The required output is the line containing "self.retryable = retryable;" followed by each line through the end of the data below, repeated exactly and with nothing added.

Dataset entries
BEGIN

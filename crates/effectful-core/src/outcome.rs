// Outcome and interpreter error
//
// Every fallible operation in the core returns `Outcome<T>`. Domain-level
// negative results (not found, cache miss) are values inside `Ok`; only
// infrastructure failures travel as `InterpreterError`.

use std::fmt;

use thiserror::Error;

use effectful_error::{BackendError, Classified, ErrorKind, Retryable};

use crate::effect::{Effect, EffectFamily, EffectResult};

/// Success-with-value or failure-with-error
pub type Outcome<T> = std::result::Result<T, InterpreterError>;

/// Infrastructure failure raised while interpreting one effect
#[derive(Error, Debug, Clone, PartialEq, Eq)]
pub struct InterpreterError {
    /// The effect description that failed
    pub effect: Effect,
    /// Failure class
    pub kind: ErrorKind,
    /// Whether an outer caller may reasonably attempt the effect again
    pub retryable: bool,
    /// Human-readable detail
    pub message: String,
}

impl InterpreterError {
    /// Create an error classified by its kind's default retry policy
    pub fn new(effect: Effect, kind: ErrorKind, message: impl Into<String>) -> Self {
        Self {
            effect,
            kind,
            retryable: kind.is_retryable_by_default(),
            message: message.into(),
        }
    }

    /// Convert a collaborator failure, keeping its kind and default classification
    pub fn from_backend(effect: Effect, error: &BackendError) -> Self {
        Self::new(effect, error.kind(), error.to_string())
    }

    /// An interpreter answered `effect` with a result of the wrong shape
    pub fn unexpected_result(effect: Effect, found: &EffectResult) -> Self {
        let message = format!(
            "expected a {} result for {}, got {:?}",
            effect.family(),
            effect,
            found
        );
        Self::new(effect, ErrorKind::UnexpectedResult, message)
    }

    /// No interpreter is configured for the effect's family
    pub fn unsupported(effect: Effect) -> Self {
        let message = format!("no {} interpreter configured", effect.family());
        Self::new(effect, ErrorKind::Unsupported, message)
    }

    /// The request was rejected before reaching the collaborator
    pub fn invalid_request(effect: Effect, message: impl Into<String>) -> Self {
        Self::new(effect, ErrorKind::InvalidRequest, message)
    }

    /// Override the retry classification
    pub fn with_retryable(mut self, retryable: bool) -> Self {
        self.retryable = retryable;
        self
    }

    /// Family of the failed effect
    pub fn family(&self) -> EffectFamily {
        self.effect.family()
    }
}

impl fmt::Display for InterpreterError {
    fn fmt(&self, f: &mut fmt::Formatter<'_>) -> fmt::Result {
        write!(f, "{} failed ({}", self.effect, self.kind)?;
        if self.retryable {
            write!(f, ", retryable")?;
        }
        write!(f, "): {}", self.message)
    }
}

impl Classified for InterpreterError {
    fn kind(&self) -> ErrorKind {
        self.kind
    }
}

impl Retryable for InterpreterError {
    fn is_retryable(&self) -> bool {
        self.retryable
    }
}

END

** RESULT FOR THIS EXERCISE **
        self.retryable = retryable;
        self
    }

    /// Family of the failed effect
    pub fn family(&self) -> EffectFamily {
        self.effect.family()
    }
}

impl fmt::Display for InterpreterError {
    fn fmt(&self, f: &mut fmt::Formatter<'_>) -> fmt::Result {
        write!(f, "{} failed ({}", self.effect, self.kind)?;
        if self.retryable {
            write!(f, ", retryable")?;
        }
        write!(f, "): {}", self.message)
    }
}

impl Classified for InterpreterError {
    fn kind(&self) -> ErrorKind {
        self.kind
    }
}

impl Retryable for InterpreterError {
    fn is_retryable(&self) -> bool {
        self.retryable
    }
}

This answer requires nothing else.